WORKING DATA section start

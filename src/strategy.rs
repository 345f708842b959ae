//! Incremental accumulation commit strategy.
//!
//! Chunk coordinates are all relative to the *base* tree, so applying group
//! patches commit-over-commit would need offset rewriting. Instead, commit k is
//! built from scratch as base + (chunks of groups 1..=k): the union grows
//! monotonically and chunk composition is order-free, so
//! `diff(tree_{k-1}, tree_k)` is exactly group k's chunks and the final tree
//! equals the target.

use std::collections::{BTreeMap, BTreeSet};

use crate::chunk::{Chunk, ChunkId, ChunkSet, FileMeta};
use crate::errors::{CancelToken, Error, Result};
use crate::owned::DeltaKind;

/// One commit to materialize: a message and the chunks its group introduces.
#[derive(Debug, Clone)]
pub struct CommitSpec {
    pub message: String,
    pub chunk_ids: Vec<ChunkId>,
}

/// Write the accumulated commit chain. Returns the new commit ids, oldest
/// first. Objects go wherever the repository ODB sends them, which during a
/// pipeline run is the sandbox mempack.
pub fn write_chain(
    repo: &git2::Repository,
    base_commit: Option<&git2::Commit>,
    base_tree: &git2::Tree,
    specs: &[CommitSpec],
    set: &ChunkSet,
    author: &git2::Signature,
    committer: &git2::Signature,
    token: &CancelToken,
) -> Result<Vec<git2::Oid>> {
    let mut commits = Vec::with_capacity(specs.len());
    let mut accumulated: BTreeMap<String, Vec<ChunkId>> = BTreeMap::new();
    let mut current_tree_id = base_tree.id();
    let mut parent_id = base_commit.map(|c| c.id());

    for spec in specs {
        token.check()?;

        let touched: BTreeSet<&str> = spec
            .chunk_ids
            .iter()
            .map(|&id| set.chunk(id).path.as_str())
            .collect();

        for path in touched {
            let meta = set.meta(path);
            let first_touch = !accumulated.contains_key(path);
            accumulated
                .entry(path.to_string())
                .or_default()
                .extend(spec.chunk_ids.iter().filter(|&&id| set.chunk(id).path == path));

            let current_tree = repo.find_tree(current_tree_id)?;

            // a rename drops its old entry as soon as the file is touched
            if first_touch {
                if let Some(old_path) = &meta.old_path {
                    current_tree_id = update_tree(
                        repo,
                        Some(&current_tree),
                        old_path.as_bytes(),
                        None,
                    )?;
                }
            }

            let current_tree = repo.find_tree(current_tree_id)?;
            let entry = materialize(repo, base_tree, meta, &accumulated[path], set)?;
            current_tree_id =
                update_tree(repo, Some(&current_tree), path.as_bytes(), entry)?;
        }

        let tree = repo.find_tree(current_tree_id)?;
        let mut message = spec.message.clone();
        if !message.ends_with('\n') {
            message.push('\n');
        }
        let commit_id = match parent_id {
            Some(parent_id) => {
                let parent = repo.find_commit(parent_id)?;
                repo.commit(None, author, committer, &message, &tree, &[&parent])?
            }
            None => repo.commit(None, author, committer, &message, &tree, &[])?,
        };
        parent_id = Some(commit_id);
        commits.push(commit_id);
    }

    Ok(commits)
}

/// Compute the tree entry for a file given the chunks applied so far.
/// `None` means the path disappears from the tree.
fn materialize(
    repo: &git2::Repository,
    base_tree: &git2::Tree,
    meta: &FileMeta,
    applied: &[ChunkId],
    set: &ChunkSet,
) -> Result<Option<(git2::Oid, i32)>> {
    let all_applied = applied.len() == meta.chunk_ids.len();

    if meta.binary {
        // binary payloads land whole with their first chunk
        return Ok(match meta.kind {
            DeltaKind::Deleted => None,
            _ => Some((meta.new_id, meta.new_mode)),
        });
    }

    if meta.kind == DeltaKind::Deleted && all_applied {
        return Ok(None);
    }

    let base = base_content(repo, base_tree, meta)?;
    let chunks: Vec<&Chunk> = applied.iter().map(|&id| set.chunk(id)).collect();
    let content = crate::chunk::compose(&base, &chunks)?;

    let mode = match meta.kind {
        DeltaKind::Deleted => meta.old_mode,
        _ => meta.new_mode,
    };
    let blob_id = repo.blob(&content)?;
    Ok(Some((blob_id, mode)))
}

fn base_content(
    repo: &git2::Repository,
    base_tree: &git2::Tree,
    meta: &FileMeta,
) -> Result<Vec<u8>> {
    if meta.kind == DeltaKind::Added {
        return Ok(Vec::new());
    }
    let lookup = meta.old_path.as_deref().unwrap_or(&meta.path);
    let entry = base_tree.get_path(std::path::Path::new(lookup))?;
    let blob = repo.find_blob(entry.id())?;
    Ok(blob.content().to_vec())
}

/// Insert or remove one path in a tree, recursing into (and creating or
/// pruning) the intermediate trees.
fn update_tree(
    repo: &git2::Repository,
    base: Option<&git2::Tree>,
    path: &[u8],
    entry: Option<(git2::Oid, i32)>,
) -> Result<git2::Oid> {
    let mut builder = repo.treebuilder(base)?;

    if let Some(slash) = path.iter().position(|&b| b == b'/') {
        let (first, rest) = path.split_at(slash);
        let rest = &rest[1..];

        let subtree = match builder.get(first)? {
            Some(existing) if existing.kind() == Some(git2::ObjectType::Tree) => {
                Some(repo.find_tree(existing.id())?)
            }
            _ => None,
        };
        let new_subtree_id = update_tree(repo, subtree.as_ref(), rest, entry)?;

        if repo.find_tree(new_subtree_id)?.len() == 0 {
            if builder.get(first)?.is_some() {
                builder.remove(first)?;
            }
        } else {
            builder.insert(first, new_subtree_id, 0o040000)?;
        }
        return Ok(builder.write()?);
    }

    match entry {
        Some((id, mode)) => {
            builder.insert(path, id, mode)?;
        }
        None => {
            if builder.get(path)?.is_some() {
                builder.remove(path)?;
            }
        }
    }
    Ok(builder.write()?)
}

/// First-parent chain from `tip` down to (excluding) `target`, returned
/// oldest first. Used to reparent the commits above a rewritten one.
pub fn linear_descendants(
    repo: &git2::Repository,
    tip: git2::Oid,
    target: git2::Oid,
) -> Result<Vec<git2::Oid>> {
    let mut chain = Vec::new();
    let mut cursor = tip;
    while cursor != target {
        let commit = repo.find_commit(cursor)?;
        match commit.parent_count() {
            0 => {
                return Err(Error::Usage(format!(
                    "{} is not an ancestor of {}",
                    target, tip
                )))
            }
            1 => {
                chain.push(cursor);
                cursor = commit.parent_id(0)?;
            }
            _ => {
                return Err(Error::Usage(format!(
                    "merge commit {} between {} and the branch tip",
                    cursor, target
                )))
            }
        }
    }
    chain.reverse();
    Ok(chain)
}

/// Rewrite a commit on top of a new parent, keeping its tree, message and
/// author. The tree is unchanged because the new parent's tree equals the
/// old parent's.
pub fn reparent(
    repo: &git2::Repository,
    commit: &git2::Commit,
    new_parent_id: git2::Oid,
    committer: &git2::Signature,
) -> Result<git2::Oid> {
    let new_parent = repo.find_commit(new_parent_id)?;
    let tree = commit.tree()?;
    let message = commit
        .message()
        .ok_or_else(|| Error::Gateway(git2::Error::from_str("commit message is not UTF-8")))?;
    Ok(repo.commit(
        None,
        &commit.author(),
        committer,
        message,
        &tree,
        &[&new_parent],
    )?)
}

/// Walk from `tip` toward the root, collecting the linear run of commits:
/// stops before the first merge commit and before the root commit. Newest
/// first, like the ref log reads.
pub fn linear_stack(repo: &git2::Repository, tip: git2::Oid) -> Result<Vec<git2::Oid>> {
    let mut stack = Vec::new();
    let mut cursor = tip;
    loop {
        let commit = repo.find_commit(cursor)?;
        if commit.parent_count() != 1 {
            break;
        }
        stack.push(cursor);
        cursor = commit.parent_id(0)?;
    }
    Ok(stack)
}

WORKING DATA section end

Starting with the first line above and ending with the line that holds "let mut current_tree_id = base_tree.id();", restate each line word for word and add nothing else.

● YOUR RESPONSE
filename src/strategy.rs
repository 345f708842b959ae
//! Incremental accumulation commit strategy.
//!
//! Chunk coordinates are all relative to the *base* tree, so applying group
//! patches commit-over-commit would need offset rewriting. Instead, commit k is
//! built from scratch as base + (chunks of groups 1..=k): the union grows
//! monotonically and chunk composition is order-free, so
//! `diff(tree_{k-1}, tree_k)` is exactly group k's chunks and the final tree
//! equals the target.

use std::collections::{BTreeMap, BTreeSet};

use crate::chunk::{Chunk, ChunkId, ChunkSet, FileMeta};
use crate::errors::{CancelToken, Error, Result};
use crate::owned::DeltaKind;

/// One commit to materialize: a message and the chunks its group introduces.
#[derive(Debug, Clone)]
pub struct CommitSpec {
    pub message: String,
    pub chunk_ids: Vec<ChunkId>,
}

/// Write the accumulated commit chain. Returns the new commit ids, oldest
/// first. Objects go wherever the repository ODB sends them, which during a
/// pipeline run is the sandbox mempack.
pub fn write_chain(
    repo: &git2::Repository,
    base_commit: Option<&git2::Commit>,
    base_tree: &git2::Tree,
    specs: &[CommitSpec],
    set: &ChunkSet,
    author: &git2::Signature,
    committer: &git2::Signature,
    token: &CancelToken,
) -> Result<Vec<git2::Oid>> {
    let mut commits = Vec::with_capacity(specs.len());
    let mut accumulated: BTreeMap<String, Vec<ChunkId>> = BTreeMap::new();
    let mut current_tree_id = base_tree.id();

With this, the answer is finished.